De #Quevedo dijo Cela que es la matriz de la lengua española, pero hay algo más en su figura, un cierto tintineo de fondo, sabio y burlón. Miramos al siglo de Oro y encontramos en Quevedo al intrigante, al aventurero de gabinete, al muñidor de causas. Nada que ver con Lope y sus fervores, Cervantes y sus miserias, Góngora y sus suspiros y trinos. Quevedo ha tocado los espacios de poder y no ha encontrado más que una casa por limpiar: la dejadez, la vulgaridad, la mentira ramplona, la ruina moral. El idioma quevediano, arma de triple filo, lírica y venenosa, no encuentra consuelo más que en un tipo de soledad nueva, que la constituye en precursor principal de la modernidad. La poesía occidental nace de Petrarca, extraño al mundo por la muerte de su amada – pero en Quevedo la cosa toca tierra y tenemos al desarraigado por la pura descomposición de una nación, de una cultura, de un sentido religioso de la decencia y el deber. A Quevedo le toca en suerte la época de máximo esplendor imperial y él, que ha buceado el alcantarillado de la Corte, sólo detecta máxima decadencia. Su soledad no es la del existencialista ante la muerte, ni la del amante ante la pérdida de la amada. Es la del cristiano en busca de una santidad que no sea la de la monja visionaria o el ermitaño silvestre, una decencia piadosa y mínima que pueda permitir que el país no se convierta en un sálvese quien pueda, en un botín y pillaje de cada día, en un corral alborotado.

Se dice mucho que hay que volver a Berlanga para entender la España de Ábalos y Koldo, pero a dónde hay que volver es a Quevedo, el más cabrón de nuestros sabios, el más tierno de nuestros cuchilleros.
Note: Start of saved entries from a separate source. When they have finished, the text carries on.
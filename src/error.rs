use thiserror::Error;

/// Failures the ingestion pipeline distinguishes between.
///
/// Everything except [`IngestError::AggregationInput`] and
/// [`IngestError::Config`] is contained where it happens: the tick is dropped,
/// the feed reconnects, or the next publish retries.
#[derive(Error, Debug, Clone, PartialEq)]
pub enum IngestError {
    #[error("invalid tick at epoch {epoch}: {reason}")]
    InvalidTick { epoch: i64, reason: String },

    #[error("feed disconnected: {0}")]
    FeedDisconnect(String),

    #[error("store write to {collection} failed: {message}")]
    StoreWrite { collection: String, message: String },

    #[error("store read from {collection} failed: {message}")]
    StoreRead { collection: String, message: String },

    #[error("aggregation input violates window invariants: {0}")]
    AggregationInput(String),

    #[error("config error: {0}")]
    Config(String),
}

impl IngestError {
    pub fn invalid_tick(epoch: i64, reason: impl Into<String>) -> Self {
        Self::InvalidTick {
            epoch,
            reason: reason.into(),
        }
    }

    /// Whether the ingestion loop may carry on after this error.
    pub fn is_recoverable(&self) -> bool {
        !matches!(self, Self::AggregationInput(_) | Self::Config(_))
    }
}
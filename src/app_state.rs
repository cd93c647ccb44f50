// =============================================================================
// Ingestion Service — owned state shared by the feed task and the status API
// =============================================================================
//
// One instance per process, handed out as `Arc<IngestionService>`. The feed
// task is the only writer of the tick window; the HTTP handlers only read.
//
// Thread safety:
//   - parking_lot::RwLock around the window and the publication state.
//   - Locks are held for a copy or a single `accept`, never across `.await`.
// =============================================================================

use std::collections::BTreeMap;
use std::sync::Arc;
use std::time::Instant;

use chrono::{SecondsFormat, Utc};
use parking_lot::RwLock;
use serde::Serialize;
use tracing::{debug, info, warn};

use crate::error::IngestError;
use crate::market_data::candle_aggregator::{aggregate, retain_latest};
use crate::market_data::TickWindow;
use crate::publisher::{PublicationState, PublishOutcome, Publisher, TICKS_COLLECTION};
use crate::runtime_config::RuntimeConfig;
use crate::store::{entry_count, StoreAdapter};
use crate::types::{AcceptResult, Candle, RawTick, Tick};

// =============================================================================
// IngestionService
// =============================================================================

pub struct IngestionService {
    config: RuntimeConfig,
    window: RwLock<TickWindow>,
    state: RwLock<PublicationState>,
    publisher: Publisher,
    store: Arc<dyn StoreAdapter>,
    start_time: Instant,
}

impl IngestionService {
    /// Validate `config` and build an empty service around `store`.
    pub fn new(config: RuntimeConfig, store: Arc<dyn StoreAdapter>) -> Result<Self, IngestError> {
        config.validate()?;

        let window = TickWindow::new(config.symbol.clone(), config.max_ticks);
        let publisher = Publisher::new(
            store.clone(),
            config.candle_intervals.clone(),
            config.publish_window(),
        );

        Ok(Self {
            config,
            window: RwLock::new(window),
            state: RwLock::new(PublicationState::default()),
            publisher,
            store,
            start_time: Instant::now(),
        })
    }

    pub fn config(&self) -> &RuntimeConfig {
        &self.config
    }

    // ── Ingestion ───────────────────────────────────────────────────────

    /// Apply one feed event to the window and publish if it changed.
    ///
    /// Invalid ticks are logged, counted, and returned as
    /// [`IngestError::InvalidTick`]; the window is left as it was.
    pub async fn ingest(&self, raw: RawTick) -> Result<AcceptResult, IngestError> {
        let tick = Tick::from(raw);
        let epoch = tick.epoch;
        let price = tick.price;

        let accepted = self.window.write().accept(tick);
        let result = match accepted {
            Ok(result) => result,
            Err(e) => {
                warn!(error = %e, "dropping invalid tick");
                self.state.write().rejected_ticks += 1;
                return Err(e);
            }
        };
        debug!(epoch, price, result = %result, "tick accepted");

        let outcome = self
            .publisher
            .on_tick_accepted(&self.window, &self.state, result.changed())
            .await?;
        if outcome == PublishOutcome::Published {
            info!(epoch, price, "stored tick");
        }

        Ok(result)
    }

    // ── Feed status ─────────────────────────────────────────────────────

    /// Record the feed connection state. Does not touch `last_update`.
    pub fn set_connected(&self, connected: bool) {
        let mut st = self.state.write();
        if st.is_connected != connected {
            if connected {
                info!(symbol = %self.config.symbol, "feed connected");
            } else {
                warn!(symbol = %self.config.symbol, "feed disconnected");
            }
        }
        st.is_connected = connected;
    }

    pub fn is_connected(&self) -> bool {
        self.state.read().is_connected
    }

    /// Count a session attempt after the first. Counted before the outcome
    /// is known, so failed attempts are included.
    pub fn record_reconnect_attempt(&self) {
        self.state.write().reconnect_attempts += 1;
    }

    // ── Read side ───────────────────────────────────────────────────────

    /// Point-in-time copy of the window, ascending by epoch.
    pub fn tick_snapshot(&self) -> Vec<Tick> {
        self.window.read().snapshot()
    }

    pub fn publication_state(&self) -> PublicationState {
        self.state.read().clone()
    }

    /// Candles for a configured interval, computed from the current window
    /// and trimmed like a publish. `Ok(None)` for an unconfigured interval.
    pub fn candles(&self, interval_secs: i64) -> Result<Option<Vec<Candle>>, IngestError> {
        let Some(iv) = self
            .config
            .candle_intervals
            .iter()
            .find(|iv| iv.interval_secs == interval_secs)
        else {
            return Ok(None);
        };

        let snapshot = self.tick_snapshot();
        let mut candles = aggregate(&snapshot, iv.interval_secs)?;
        retain_latest(&mut candles, iv.retain);
        Ok(Some(candles))
    }

    /// Status as tracked locally by the relay.
    pub fn status_snapshot(&self) -> StatusSnapshot {
        let (tick_count, window_capacity, last_tick) = {
            let window = self.window.read();
            (window.len(), window.capacity(), window.last().cloned())
        };
        let st = self.publication_state();

        StatusSnapshot {
            symbol: self.config.symbol.clone(),
            is_connected: st.is_connected,
            tick_count,
            window_capacity,
            last_tick,
            last_update_time: st
                .last_update
                .map(|t| t.to_rfc3339_opts(SecondsFormat::Millis, true)),
            candle_counts: st.candle_counts,
            publish_count: st.publish_count,
            publish_failures: st.publish_failures,
            rejected_ticks: st.rejected_ticks,
            reconnect_attempts: st.reconnect_attempts,
            last_publish_error: st.last_publish_error,
            uptime_secs: self.start_time.elapsed().as_secs(),
            server_time: Utc::now().timestamp_millis(),
        }
    }

    /// Entry counts as stored, read back through the store adapter.
    pub async fn store_status(&self) -> Result<StoreStatus, IngestError> {
        let ticks = self.store.read(TICKS_COLLECTION).await?;
        let mut candle_counts = BTreeMap::new();
        for iv in self.publisher.intervals() {
            let doc = self.store.read(&iv.collection()).await?;
            candle_counts.insert(iv.interval_secs, doc.as_ref().map_or(0, entry_count));
        }

        Ok(StoreStatus {
            tick_count: ticks.as_ref().map_or(0, entry_count),
            candle_counts,
        })
    }
}

// =============================================================================
// Serialisable status types
// =============================================================================

/// Payload of `GET /api/v1/status`.
#[derive(Debug, Clone, Serialize)]
pub struct StatusSnapshot {
    pub symbol: String,
    pub is_connected: bool,
    pub tick_count: usize,
    pub window_capacity: usize,
    pub last_tick: Option<Tick>,
    pub last_update_time: Option<String>,
    pub candle_counts: BTreeMap<i64, usize>,
    pub publish_count: u64,
    pub publish_failures: u64,
    pub rejected_ticks: u64,
    pub reconnect_attempts: u64,
    pub last_publish_error: Option<String>,
    pub uptime_secs: u64,
    pub server_time: i64,
}

/// Payload of `GET /api/v1/store`.
#[derive(Debug, Clone, Serialize)]
pub struct StoreStatus {
    pub tick_count: usize,
    pub candle_counts: BTreeMap<i64, usize>,
}

// =============================================================================
// Tests
// =============================================================================
pub mod candle_aggregator;
pub mod tick_stream;
pub mod tick_window;

// Re-export the window for convenient access (e.g. `use crate::market_data::TickWindow`).
pub use tick_window::TickWindow;
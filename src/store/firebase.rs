// =============================================================================
// Firebase Realtime Database REST client
// =============================================================================
//
// Documents live at `<root>/<collection>/<symbol>.json`. `PUT` replaces the
// node wholesale, which is exactly the publish contract; `GET` returns `null`
// for a node that was never written.
//
// The auth token (database secret or ID token) is passed as `?auth=` and is
// never logged. reqwest errors carry the request URL, so it is stripped before
// an error leaves this module.
// =============================================================================

use std::time::Duration;

use anyhow::{Context, Result};
use async_trait::async_trait;
use serde_json::Value;
use tracing::{debug, instrument};

use super::StoreAdapter;
use crate::error::IngestError;

/// REST adapter for one instrument's nodes in a Firebase Realtime Database.
#[derive(Clone)]
pub struct FirebaseStore {
    base_url: String,
    symbol: String,
    auth_token: Option<String>,
    client: reqwest::Client,
}

impl FirebaseStore {
    /// Build a client whose every request is bounded by `timeout`.
    pub fn new(
        base_url: impl Into<String>,
        symbol: impl Into<String>,
        auth_token: Option<String>,
        timeout: Duration,
    ) -> Result<Self> {
        let client = reqwest::Client::builder()
            .timeout(timeout)
            .build()
            .context("failed to build store HTTP client")?;

        let base_url = base_url.into().trim_end_matches('/').to_string();
        debug!(base_url = %base_url, "FirebaseStore initialised");

        Ok(Self {
            base_url,
            symbol: symbol.into(),
            auth_token,
            client,
        })
    }

    /// Node URL for a collection, without credentials.
    pub fn node_url(&self, collection: &str) -> String {
        format!("{}/{}/{}.json", self.base_url, collection, self.symbol)
    }

    fn request(&self, method: reqwest::Method, collection: &str) -> reqwest::RequestBuilder {
        let builder = self.client.request(method, self.node_url(collection));
        match &self.auth_token {
            Some(token) => builder.query(&[("auth", token)]),
            None => builder,
        }
    }

    async fn put(&self, collection: &str, document: &Value) -> Result<()> {
        let resp = self
            .request(reqwest::Method::PUT, collection)
            .json(document)
            .send()
            .await
            .map_err(reqwest::Error::without_url)
            .with_context(|| format!("PUT {collection} request failed"))?;

        let status = resp.status();
        if !status.is_success() {
            let body = resp.text().await.unwrap_or_default();
            anyhow::bail!("PUT {collection} returned {status}: {body}");
        }
        Ok(())
    }

    async fn get(&self, collection: &str) -> Result<Option<Value>> {
        let resp = self
            .request(reqwest::Method::GET, collection)
            .send()
            .await
            .map_err(reqwest::Error::without_url)
            .with_context(|| format!("GET {collection} request failed"))?;

        let status = resp.status();
        if !status.is_success() {
            let body = resp.text().await.unwrap_or_default();
            anyhow::bail!("GET {collection} returned {status}: {body}");
        }

        let body: Value = resp
            .json()
            .await
            .map_err(reqwest::Error::without_url)
            .with_context(|| format!("failed to parse {collection} response"))?;

        Ok(match body {
            Value::Null => None,
            other => Some(other),
        })
    }
}

#[async_trait]
impl StoreAdapter for FirebaseStore {
    #[instrument(skip(self, document), name = "firebase::replace")]
    async fn replace(&self, collection: &str, document: Value) -> Result<(), IngestError> {
        self.put(collection, &document)
            .await
            .map_err(|e| IngestError::StoreWrite {
                collection: collection.to_string(),
                message: format!("{e:#}"),
            })
    }

    #[instrument(skip(self), name = "firebase::read")]
    async fn read(&self, collection: &str) -> Result<Option<Value>, IngestError> {
        self.get(collection)
            .await
            .map_err(|e| IngestError::StoreRead {
                collection: collection.to_string(),
                message: format!("{e:#}"),
            })
    }
}
// =============================================================================
// Store adapters — whole-document read / replace
// =============================================================================
//
// The relay never merges into the store. Every publish replaces a complete
// collection document, so the only operations an adapter needs are "read the
// current document" and "overwrite it".
// =============================================================================

pub mod firebase;

use std::collections::HashMap;

use async_trait::async_trait;
use parking_lot::RwLock;
use serde_json::Value;

use crate::error::IngestError;

pub use firebase::FirebaseStore;

/// Durable keyed document store.
///
/// `collection` is a logical name such as `ticks` or `candles_60`; adapters
/// decide how it maps onto their own key space.
#[async_trait]
pub trait StoreAdapter: Send + Sync {
    /// Overwrite the whole collection with `document`.
    async fn replace(&self, collection: &str, document: Value) -> Result<(), IngestError>;

    /// Fetch the current document, `None` if nothing has been written yet.
    async fn read(&self, collection: &str) -> Result<Option<Value>, IngestError>;
}

/// Number of entries in a collection document (object keys or array items).
pub fn entry_count(document: &Value) -> usize {
    match document {
        Value::Object(map) => map.len(),
        Value::Array(items) => items.len(),
        Value::Null => 0,
        _ => 1,
    }
}

// =============================================================================
// MemoryStore
// =============================================================================

/// In-process store. Backs tests and local runs without a database.
#[derive(Default)]
pub struct MemoryStore {
    documents: RwLock<HashMap<String, Value>>,
}

impl MemoryStore {
    pub fn new() -> Self {
        Self::default()
    }

    /// Direct synchronous access for assertions.
    pub fn get(&self, collection: &str) -> Option<Value> {
        self.documents.read().get(collection).cloned()
    }
}

#[async_trait]
impl StoreAdapter for MemoryStore {
    async fn replace(&self, collection: &str, document: Value) -> Result<(), IngestError> {
        self.documents
            .write()
            .insert(collection.to_string(), document);
        Ok(())
    }

    async fn read(&self, collection: &str) -> Result<Option<Value>, IngestError> {
        Ok(self.get(collection))
    }
}
// =============================================================================
// Runtime Configuration — relay settings loaded from JSON plus env overrides
// =============================================================================
//
// Every field carries `#[serde(default)]` so a partial (or missing) config
// file still yields a usable configuration.  Credentials and endpoints can be
// overridden from the environment, which is how hosted deployments supply
// them.
//
// =============================================================================

use std::collections::HashSet;
use std::path::Path;

use anyhow::{Context, Result};
use serde::{Deserialize, Serialize};
use tracing::info;

use crate::error::IngestError;

// =============================================================================
// Default-value helpers (required by serde `default = "..."` attribute)
// =============================================================================

fn default_symbol() -> String {
    "R_150_1S".to_string()
}

fn default_max_ticks() -> usize {
    950
}

fn default_feed_url() -> String {
    "wss://ws.derivws.com/websockets/v3".to_string()
}

fn default_app_id() -> String {
    "1089".to_string()
}

fn default_reconnect_delay_secs() -> u64 {
    3
}

fn default_connect_timeout_secs() -> u64 {
    10
}

fn default_idle_timeout_secs() -> u64 {
    30
}

fn default_store_timeout_secs() -> u64 {
    5
}

fn default_bind_addr() -> String {
    "0.0.0.0:8000".to_string()
}

fn default_candle_intervals() -> Vec<CandleIntervalConfig> {
    vec![
        CandleIntervalConfig {
            interval_secs: 60,
            retain: 100,
        },
        CandleIntervalConfig {
            interval_secs: 300,
            retain: 50,
        },
    ]
}

// =============================================================================
// CandleIntervalConfig
// =============================================================================

/// One candle series to derive and publish.
#[derive(Debug, Clone, Copy, PartialEq, Eq, Serialize, Deserialize)]
pub struct CandleIntervalConfig {
    /// Bucket length in seconds.
    pub interval_secs: i64,
    /// Number of most recent candles written to the store.
    pub retain: usize,
}

impl CandleIntervalConfig {
    /// Store collection name, e.g. `candles_60`.
    pub fn collection(&self) -> String {
        format!("candles_{}", self.interval_secs)
    }
}

// =============================================================================
// RuntimeConfig
// =============================================================================

/// Top-level configuration for the relay.
#[derive(Debug, Clone, Serialize, Deserialize)]
pub struct RuntimeConfig {
    // --- Instrument & window -------------------------------------------------

    /// Instrument the feed subscription is opened for.
    #[serde(default = "default_symbol")]
    pub symbol: String,

    /// Tick window capacity.
    #[serde(default = "default_max_ticks")]
    pub max_ticks: usize,

    /// Ticks written to the store per publish. `None` publishes the whole
    /// window.
    #[serde(default)]
    pub publish_ticks: Option<usize>,

    /// Candle series derived on every publish.
    #[serde(default = "default_candle_intervals")]
    pub candle_intervals: Vec<CandleIntervalConfig>,

    // --- Feed -----------------------------------------------------------------

    #[serde(default = "default_feed_url")]
    pub feed_url: String,

    /// Deriv application id appended to the feed URL.
    #[serde(default = "default_app_id")]
    pub app_id: String,

    /// Fixed delay between reconnect attempts.
    #[serde(default = "default_reconnect_delay_secs")]
    pub reconnect_delay_secs: u64,

    /// Upper bound on connect + subscribe for one session.
    #[serde(default = "default_connect_timeout_secs")]
    pub connect_timeout_secs: u64,

    /// A session that delivers no frame for this long is treated as dropped.
    #[serde(default = "default_idle_timeout_secs")]
    pub idle_timeout_secs: u64,

    // --- Store ----------------------------------------------------------------

    /// Firebase Realtime Database root URL. Empty keeps publishes in memory.
    #[serde(default)]
    pub store_url: String,

    /// Optional database secret or ID token passed as `?auth=`.
    /// Never serialised back to disk.
    #[serde(default, skip_serializing)]
    pub store_auth_token: Option<String>,

    /// Upper bound on a single store request.
    #[serde(default = "default_store_timeout_secs")]
    pub store_timeout_secs: u64,

    // --- Status API -----------------------------------------------------------

    #[serde(default = "default_bind_addr")]
    pub bind_addr: String,
}

impl Default for RuntimeConfig {
    fn default() -> Self {
        Self {
            symbol: default_symbol(),
            max_ticks: default_max_ticks(),
            publish_ticks: None,
            candle_intervals: default_candle_intervals(),
            feed_url: default_feed_url(),
            app_id: default_app_id(),
            reconnect_delay_secs: default_reconnect_delay_secs(),
            connect_timeout_secs: default_connect_timeout_secs(),
            idle_timeout_secs: default_idle_timeout_secs(),
            store_url: String::new(),
            store_auth_token: None,
            store_timeout_secs: default_store_timeout_secs(),
            bind_addr: default_bind_addr(),
        }
    }
}

impl RuntimeConfig {
    /// Load configuration from a JSON file at `path`.
    ///
    /// If the file does not exist, returns an error so the caller can fall
    /// back to defaults with a warning.
    pub fn load(path: impl AsRef<Path>) -> Result<Self> {
        let path = path.as_ref();

        let content = std::fs::read_to_string(path)
            .with_context(|| format!("failed to read config from {}", path.display()))?;

        let config: Self = serde_json::from_str(&content)
            .with_context(|| format!("failed to parse config from {}", path.display()))?;

        info!(
            path = %path.display(),
            symbol = %config.symbol,
            max_ticks = config.max_ticks,
            "config loaded"
        );

        Ok(config)
    }

    /// Apply overrides from an environment lookup.
    ///
    /// Takes the lookup as a closure so tests don't touch process env.
    pub fn apply_env<F>(&mut self, lookup: F)
    where
        F: Fn(&str) -> Option<String>,
    {
        let non_empty = |key: &str| lookup(key).map(|v| v.trim().to_string()).filter(|v| !v.is_empty());

        if let Some(symbol) = non_empty("TICK_RELAY_SYMBOL") {
            self.symbol = symbol;
        }
        if let Some(url) = non_empty("FIREBASE_URL") {
            self.store_url = url;
        }
        if let Some(token) = non_empty("FIREBASE_AUTH_TOKEN") {
            self.store_auth_token = Some(token);
        }
        if let Some(app_id) = non_empty("DERIV_APP_ID") {
            self.app_id = app_id;
        }
        if let Some(addr) = non_empty("TICK_RELAY_BIND_ADDR") {
            self.bind_addr = addr;
        }
    }

    /// Reject settings the ingestion core cannot run with.
    pub fn validate(&self) -> Result<(), IngestError> {
        if self.symbol.trim().is_empty() {
            return Err(IngestError::Config("symbol must not be empty".into()));
        }
        if self.max_ticks == 0 {
            return Err(IngestError::Config("max_ticks must be at least 1".into()));
        }
        if self.publish_ticks == Some(0) {
            return Err(IngestError::Config("publish_ticks must be at least 1".into()));
        }
        if self.connect_timeout_secs == 0 || self.idle_timeout_secs == 0 {
            return Err(IngestError::Config("feed timeouts must be at least 1s".into()));
        }
        let mut seen = HashSet::new();
        for iv in &self.candle_intervals {
            if iv.interval_secs <= 0 {
                return Err(IngestError::Config(format!(
                    "candle interval must be positive, got {}",
                    iv.interval_secs
                )));
            }
            if !seen.insert(iv.interval_secs) {
                return Err(IngestError::Config(format!(
                    "duplicate candle interval {}",
                    iv.interval_secs
                )));
            }
        }
        Ok(())
    }

    /// Number of ticks written per publish.
    pub fn publish_window(&self) -> usize {
        self.publish_ticks.unwrap_or(self.max_ticks).min(self.max_ticks)
    }

    /// Full feed URL including the application id.
    pub fn feed_endpoint(&self) -> String {
        format!("{}?app_id={}", self.feed_url, self.app_id)
    }
}

// =============================================================================
// Tests
// =============================================================================
#[cfg(test)]
mod tests {
    use super::*;
    use std::collections::HashMap;

    #[test]
    fn default_config_has_expected_values() {
        let cfg = RuntimeConfig::default();
        assert_eq!(cfg.symbol, "R_150_1S");
        assert_eq!(cfg.max_ticks, 950);
        assert_eq!(cfg.reconnect_delay_secs, 3);
        assert_eq!(cfg.store_timeout_secs, 5);
        assert_eq!(cfg.connect_timeout_secs, 10);
        assert_eq!(cfg.idle_timeout_secs, 30);
        assert!(cfg.store_url.is_empty());
        assert_eq!(cfg.publish_window(), 950);
        assert_eq!(cfg.candle_intervals.len(), 2);
        assert_eq!(cfg.candle_intervals[0].collection(), "candles_60");
        assert_eq!(cfg.candle_intervals[1].retain, 50);
        assert_eq!(
            cfg.feed_endpoint(),
            "wss://ws.derivws.com/websockets/v3?app_id=1089"
        );
        assert!(cfg.validate().is_ok());
    }

    #[test]
    fn deserialise_empty_json_uses_defaults() {
        let cfg: RuntimeConfig = serde_json::from_str("{}").unwrap();
        assert_eq!(cfg.symbol, "R_150_1S");
        assert_eq!(cfg.max_ticks, 950);
        assert_eq!(cfg.candle_intervals, default_candle_intervals());
        assert!(cfg.store_url.is_empty());
    }

    #[test]
    fn deserialise_partial_json_fills_defaults() {
        let json = r#"{ "symbol": "R_100", "publish_ticks": 200,
                        "candle_intervals": [{ "interval_secs": 900, "retain": 10 }] }"#;
        let cfg: RuntimeConfig = serde_json::from_str(json).unwrap();
        assert_eq!(cfg.symbol, "R_100");
        assert_eq!(cfg.publish_window(), 200);
        assert_eq!(cfg.candle_intervals.len(), 1);
        assert_eq!(cfg.candle_intervals[0].collection(), "candles_900");
        assert_eq!(cfg.max_ticks, 950);
    }

    #[test]
    fn auth_token_is_not_serialised() {
        let mut cfg = RuntimeConfig::default();
        cfg.store_auth_token = Some("secret".into());
        let json = serde_json::to_string(&cfg).unwrap();
        assert!(!json.contains("secret"));
    }

    #[test]
    fn env_overrides_apply() {
        let env: HashMap<&str, &str> = [
            ("TICK_RELAY_SYMBOL", "R_75"),
            ("FIREBASE_URL", "https://example.firebaseio.com"),
            ("FIREBASE_AUTH_TOKEN", "tok"),
            ("DERIV_APP_ID", "  "),
        ]
        .into_iter()
        .collect();

        let mut cfg = RuntimeConfig::default();
        cfg.apply_env(|k| env.get(k).map(|v| v.to_string()));
        assert_eq!(cfg.symbol, "R_75");
        assert_eq!(cfg.store_url, "https://example.firebaseio.com");
        assert_eq!(cfg.store_auth_token.as_deref(), Some("tok"));
        // Blank values are ignored.
        assert_eq!(cfg.app_id, "1089");
    }

    #[test]
    fn validate_rejects_bad_values() {
        let mut cfg = RuntimeConfig::default();
        cfg.max_ticks = 0;
        assert!(cfg.validate().is_err());

        let mut cfg = RuntimeConfig::default();
        cfg.candle_intervals.push(CandleIntervalConfig {
            interval_secs: 60,
            retain: 5,
        });
        assert!(cfg.validate().is_err());

        let mut cfg = RuntimeConfig::default();
        cfg.candle_intervals[0].interval_secs = 0;
        assert!(matches!(cfg.validate(), Err(IngestError::Config(_))));

        let mut cfg = RuntimeConfig::default();
        cfg.idle_timeout_secs = 0;
        assert!(cfg.validate().is_err());
    }

    #[test]
    fn publish_window_never_exceeds_capacity() {
        let mut cfg = RuntimeConfig::default();
        cfg.publish_ticks = Some(5000);
        assert_eq!(cfg.publish_window(), 950);
    }
}
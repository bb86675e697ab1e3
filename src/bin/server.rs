use std::{
    fs::OpenOptions,
    net::SocketAddr,
    sync::Arc,
};

use axum::{
    Router,
    extract::{MatchedPath, Request},
};
use axum_server::Handle;
use clap::Parser;
use rusqlite::Connection;
use tower_http::trace::TraceLayer;
use tracing_subscriber::{Layer, filter, layer::SubscriberExt, util::SubscriberInitExt};

use ledgerly_rs::{AppState, build_router, graceful_shutdown};

/// The REST API server for ledgerly_rs.
#[derive(Parser, Debug)]
#[command(version, about, long_about = None)]
struct Args {
    /// File path to the application SQLite database.
    #[arg(long)]
    db_path: String,

    /// The port to serve the API from.
    #[arg(short, long, default_value_t = 3000)]
    port: u16,

    /// The local timezone as a canonical timezone name, e.g. "Pacific/Auckland".
    #[arg(long, default_value = "Etc/UTC")]
    timezone: String,
}

#[tokio::main]
async fn main() {
    setup_logging();

    let args = Args::parse();

    let addr = SocketAddr::from(([127, 0, 0, 1], args.port));

    let conn = Connection::open(&args.db_path).expect("Could not open the application database.");
    let state =
        AppState::new(conn, &args.timezone).expect("Could not initialize the application state.");

    let handle = Handle::new();
    tokio::spawn(graceful_shutdown(handle.clone()));

    let router = add_tracing_layer(build_router(state));

    tracing::info!("HTTP server listening on {}", addr);
    axum_server::bind(addr)
        .handle(handle)
        .serve(router.into_make_service())
        .await
        .unwrap();
}

fn setup_logging() {
    let stdout_log = tracing_subscriber::fmt::layer().pretty();

    let log_file = OpenOptions::new()
        .create(true)
        .append(true)
        .open("debug.log")
        .expect("Could not create log file");

    let debug_log = tracing_subscriber::fmt::layer()
        .pretty()
        .with_writer(Arc::new(log_file));

    tracing_subscriber::registry()
        .with(
            stdout_log
                .with_filter(filter::LevelFilter::INFO)
                .and_then(debug_log)
                .with_filter(filter::LevelFilter::DEBUG),
        )
        .init();
}

fn add_tracing_layer(router: Router) -> Router {
    let tracing_layer = TraceLayer::new_for_http()
        .make_span_with(|req: &Request| {
            let method = req.method();
            let uri = req.uri();

            let matched_path = req
                .extensions()
                .get::<MatchedPath>()
                .map(|matched_path| matched_path.as_str());

            tracing::debug_span!("request", %method, %uri, matched_path)
        })
        // By default, `TraceLayer` will log 5xx responses but we're doing our specific
        // logging of errors so disable that
        .on_failure(());

    router.layer(tracing_layer)
}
Sin llegar a hacer de Italia un credo (como en el caso de Garcilaso, perdido en su petrarquismo militante), Quevedo es un humanista que no quiere renunciar a la causa, un Erasmo con mala leche, un Savonarola de copita de anís y mantecado. Cree que a través de Roma pueden reconciliarse Atenas y Jerusalén, los dos pilares de nuestra civilización. La Roma vaticana, claro, pero también la Roma de Cicerón y Horacio. Su problema es que mira alrededor y solo encuentra a costureras y bandidos y curas comilones y arribistas y un panorama general de mera inercia. Y no es su mente política la que le quema en su denuncia civil, sino su mente lírica: él hubiera querido ser un Virgilio y se ve obligado a ser un Cátulo y esto no puede perdonarlo.

España paga desde hace cinco siglos un muy extraño pecado original: el de su gloria, su apogeo, su perfecta cita con el destino. Coinciden de manera malévola el fin de la reconquista y el viaje de Colón. Apenas asoma al mundo la España moderna y ya se encuentra con la tarea de liderar una época. Cuando Quevedo toma la palabra ya ha habido tiempo de evaluar el estropicio. ¿A quién se le encargó la vanguardia de la civilización, con territorios donde no se ponía el sol, desde las pirámides aztecas a los principados centroeuropeos o las Indias orientales? A la España del Quijote, pululante y hambrienta, aún medio morisca y medio judaica, a un caos de venteros y monaguillos y cortesanas, que huele a sopa de ajo y produce santos en cada rincón. Toda la historia española es el eco de esa calamidad inicial en forma de victoria y ambos planos llegarán hasta el siglo XX, cuando la España republicana, hambrienta de lucidez progresista y democrática, coincida con la España esperpéntica de Valle Inclán, deforme, triste y soez, espantosamente humorística. En ningún momento hemos podido ser quien teníamos que ser y el intento actual, el del régimen del 78, no parece que esté teniendo mucho éxito. Los pactos de la Moncloa, en realidad, solo consistieron en meter las pistolas en el cajón: como poco, pongámonos de acuerdo en no arreglar las cosas a tiros. Pero por lo demás, el entramado moral sigue siendo el mismo que en la época del Buscón.
La España palaciega siempre ha funcionado como un espejismo proyectado, de manera caprichosa, sobre la raspadura constante de lo real. En la actualidad, en la fase de agonía final del sanchismo, no estamos viviendo nada que no hayamos vivido, por ejemplo, en la época en que los hermanos Bécquer publicaban sus panfletos contra la corte de Isabel II. Hay un mundo de mármol y billetera donde la inmoralidad no es un pecadillo venial consentido, sino la norma misma, un mundo derramado y decadente que no tiene relación alguna con el paisano que se levanta por la mañana e intenta ganarse la vida con unas horas de trabajo decente. Quevedo lloró por los “muros de la patria”, nosotros hemos querido una patria sin muros y el paisaje se ha llenado de robagallinas y vividores.